Task:
In the data below, find the line that contains "use inspace_math::Vec2;" and the line that contains "use crate::pose::Pose;". Copy both, plus every line between them, exactly.

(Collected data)

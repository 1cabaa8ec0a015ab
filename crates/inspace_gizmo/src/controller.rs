//! Per-widget controller.
//!
//! Owns the mode, settings, drag session and pose of one gizmo instance and
//! routes pointer events to the manipulator for the current mode.

use inspace_math::Vec2;

use crate::axis::OperatingMode;
use crate::manipulator::{
    DragContext, DragOutput, Manipulator, RotateManipulator, TranslateManipulator,
};
use crate::mode::{ListenerId, ModeController};
use crate::pose::Pose;
use crate::presentation::{PresentationAdapter, RenderSnapshot};
use crate::projection::Bounds;
use crate::session::DragSession;
use crate::settings::{GizmoSettings, SettingsPatch};

/// One gizmo widget.
pub struct GizmoController {
    modes: ModeController,
    settings: GizmoSettings,
    session: DragSession,
    pose: Pose,

    translate: TranslateManipulator,
    rotate: RotateManipulator,

    presenter: Option<Box<dyn PresentationAdapter>>,
}

impl Default for GizmoController {
    fn default() -> Self {
        Self::with_defaults()
    }
}

impl std::fmt::Debug for GizmoController {
    fn fmt(&self, f: &mut std::fmt::Formatter<'_>) -> std::fmt::Result {
        f.debug_struct("GizmoController")
            .field("mode", &self.modes.mode())
            .field("settings", &self.settings)
            .field("session", &self.session)
            .field("pose", &self.pose)
            .field("presenter", &self.presenter.is_some())
            .finish()
    }
}

impl GizmoController {
    pub fn new(mode: OperatingMode, settings: GizmoSettings) -> Self {
        Self {
            modes: ModeController::new(mode),
            settings,
            session: DragSession::new(),
            pose: Pose::IDENTITY,
            translate: TranslateManipulator::new(),
            rotate: RotateManipulator::new(),
            presenter: None,
        }
    }

    /// Transform mode with default settings.
    pub fn with_defaults() -> Self {
        Self::new(OperatingMode::Transform, GizmoSettings::default())
    }

    fn current_manipulator_mut(&mut self) -> &mut dyn Manipulator {
        match self.modes.mode() {
            OperatingMode::Transform => &mut self.translate,
            OperatingMode::Rotate => &mut self.rotate,
        }
    }

    // ---- Pointer events ----

    /// Pointer pressed on the widget.
    pub fn on_drag_start(&mut self, modifier_active: bool) {
        self.session.begin(modifier_active);
        let (session, pose) = (self.session, self.pose);
        self.current_manipulator_mut().begin_drag(&session, &pose);
        log::debug!("Drag start ({}, modifier: {})", self.modes.mode(), modifier_active);
        self.present();
    }

    /// Pointer moved. `pointer` is widget-local; `bounds` is `None` while the
    /// surface is not mounted.
    ///
    /// Moves outside a drag, or against missing or empty bounds, are ignored
    /// and return [`DragOutput::NEUTRAL`].
    pub fn on_drag_move(
        &mut self,
        pointer: Vec2,
        bounds: Option<Bounds>,
        modifier_active: bool,
    ) -> DragOutput {
        if !self.session.active {
            return DragOutput::NEUTRAL;
        }
        let bounds = match bounds {
            Some(b) if !b.is_degenerate() => b,
            other => {
                log::warn!("Ignoring drag move, unusable widget bounds: {:?}", other);
                return DragOutput::NEUTRAL;
            }
        };

        let rel = bounds.relative(pointer);
        let ctx = DragContext {
            settings: &self.settings,
            modifier_active,
        };
        let manipulator: &mut dyn Manipulator = match self.modes.mode() {
            OperatingMode::Transform => &mut self.translate,
            OperatingMode::Rotate => &mut self.rotate,
        };
        let out = manipulator.drag(rel, &ctx, &mut self.session, &mut self.pose);

        self.session.handle = out.handle;
        self.session.progress = out.progress;
        log::trace!(
            "Drag move rel=({:.1}, {:.1}) axis={:?} progress={:.3}",
            rel.x,
            rel.y,
            out.axis,
            out.progress
        );

        self.present();
        out
    }

    /// Pointer released. The pose stays where the drag left it.
    pub fn on_drag_end(&mut self) {
        if !self.session.active {
            return;
        }
        let session = self.session;
        self.current_manipulator_mut().end_drag(&session);
        self.session.end();
        log::debug!("Drag end, pose {:?}", self.pose);
        self.present();
    }

    /// Drag interrupted by the host (pointer capture lost, focus change).
    pub fn on_drag_cancel(&mut self) {
        log::debug!("Drag cancelled");
        self.on_drag_end();
    }

    /// Lock modifier pressed or released between pointer events.
    pub fn set_modifier(&mut self, active: bool) {
        self.session.set_modifier(active);
    }

    // ---- Mode ----

    pub fn mode(&self) -> OperatingMode {
        self.modes.mode()
    }

    /// Returns whether the mode changed.
    pub fn set_mode(&mut self, mode: OperatingMode) -> bool {
        let changed = self.modes.set(mode, &mut self.session);
        if changed {
            self.resume_drag();
            self.present();
        }
        changed
    }

    pub fn toggle_mode(&mut self) -> OperatingMode {
        let mode = self.modes.toggle(&mut self.session);
        self.resume_drag();
        self.present();
        mode
    }

    /// A drag in progress carries on in the new mode from the reset handle.
    fn resume_drag(&mut self) {
        if !self.session.active {
            return;
        }
        let (session, pose) = (self.session, self.pose);
        self.current_manipulator_mut().begin_drag(&session, &pose);
    }

    pub fn subscribe_mode<F>(&mut self, listener: F) -> ListenerId
    where
        F: Fn(OperatingMode) + Send + Sync + 'static,
    {
        self.modes.subscribe(listener)
    }

    pub fn unsubscribe_mode(&mut self, id: ListenerId) -> bool {
        self.modes.unsubscribe(id)
    }

    // ---- Settings ----

    pub fn settings(&self) -> &GizmoSettings {
        &self.settings
    }

    /// Merge a partial settings update. Takes effect on the next move.
    pub fn update_settings(&mut self, patch: &SettingsPatch) {
        if patch.is_empty() {
            return;
        }
        self.settings.merge(patch);
        log::debug!("Settings updated: {:?}", patch);
        self.present();
    }

    // ---- State ----

    pub fn pose(&self) -> Pose {
        self.pose
    }

    /// Copy of the current drag session.
    pub fn session_state(&self) -> DragSession {
        self.session
    }

    /// Move the object back to the origin with no rotation.
    pub fn reset_pose(&mut self) {
        self.pose.reset();
        log::debug!("Pose reset");
        self.present();
    }

    // ---- Presentation ----

    pub fn snapshot(&self) -> RenderSnapshot {
        RenderSnapshot::capture(self.modes.mode(), &self.session, &self.pose, &self.settings)
    }

    /// Register the adapter that redraws this widget. Replaces any previous one.
    pub fn attach_presenter<P>(&mut self, presenter: P)
    where
        P: PresentationAdapter + 'static,
    {
        self.presenter = Some(Box::new(presenter));
        self.present();
    }

    fn present(&mut self) {
        if self.presenter.is_none() {
            return;
        }
        let snapshot = self.snapshot();
        if let Some(presenter) = self.presenter.as_mut() {
            presenter.present(&snapshot);
        }
    }
}
//! # inspace_math - Screen-space Math
//!
//! Small vector and angle primitives used by the gizmo core. Everything here
//! works in widget-local screen units: +x to the right, +y downwards.

pub mod vector;

pub use vector::*;

/// Common math constants
pub mod consts {
    pub const PI: f32 = core::f32::consts::PI;
    pub const TAU: f32 = PI * 2.0;
    pub const FRAC_1_SQRT_2: f32 = core::f32::consts::FRAC_1_SQRT_2;
    pub const DEG_TO_RAD: f32 = PI / 180.0;
    pub const RAD_TO_DEG: f32 = 180.0 / PI;
}

/// Convert degrees to radians
#[inline]
pub fn radians(degrees: f32) -> f32 {
    degrees * consts::DEG_TO_RAD
}

/// Convert radians to degrees
#[inline]
pub fn degrees(radians: f32) -> f32 {
    radians * consts::RAD_TO_DEG
}

/// Clamp value between min and max
#[inline]
pub fn clamp(value: f32, min: f32, max: f32) -> f32 {
    if value < min { min }
    else if value > max { max }
    else { value }
}

/// Clamp the magnitude of `value` to `limit`, keeping its sign.
#[inline]
pub fn clamp_magnitude(value: f32, limit: f32) -> f32 {
    value.signum() * value.abs().min(limit)
}

/// Wrap an angle difference in degrees into (-180, 180].
///
/// Only a single turn is folded, which is all a frame-to-frame pointer delta
/// can produce.
#[inline]
pub fn wrap_degrees(delta: f32) -> f32 {
    let mut delta = delta;
    if delta > 180.0 {
        delta -= 360.0;
    }
    if delta <= -180.0 {
        delta += 360.0;
    }
    delta
}

/// Round half towards positive infinity (`-0.5` rounds to `0`).
#[inline]
pub fn round_half_up(value: f32) -> f32 {
    (value + 0.5).floor()
}

#[cfg(test)]
mod tests {
    use super::*;
    use approx::assert_relative_eq;

    #[test]
    fn test_degree_conversion() {
        assert_relative_eq!(degrees(consts::PI), 180.0, epsilon = 1e-4);
        assert_relative_eq!(radians(90.0), consts::PI / 2.0, epsilon = 1e-6);
    }

    #[test]
    fn test_clamp_magnitude() {
        assert_eq!(clamp_magnitude(70.0, 55.0), 55.0);
        assert_eq!(clamp_magnitude(-70.0, 55.0), -55.0);
        assert_eq!(clamp_magnitude(12.0, 55.0), 12.0);
    }

    #[test]
    fn test_wrap_degrees() {
        assert_eq!(wrap_degrees(350.0), -10.0);
        assert_eq!(wrap_degrees(-350.0), 10.0);
        assert_eq!(wrap_degrees(180.0), 180.0);
        assert_eq!(wrap_degrees(-180.0), 180.0);
        assert_eq!(wrap_degrees(42.0), 42.0);
    }

    #[test]
    fn test_round_half_up() {
        assert_eq!(round_half_up(49.5), 50.0);
        assert_eq!(round_half_up(-0.5), 0.0);
        assert_eq!(round_half_up(-30.2), -30.0);
    }
}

Solution to the problem:
use inspace_math::Vec2;

use crate::axis::OperatingMode;
use crate::manipulator::{
    DragContext, DragOutput, Manipulator, RotateManipulator, TranslateManipulator,
};
use crate::mode::{ListenerId, ModeController};
use crate::pose::Pose;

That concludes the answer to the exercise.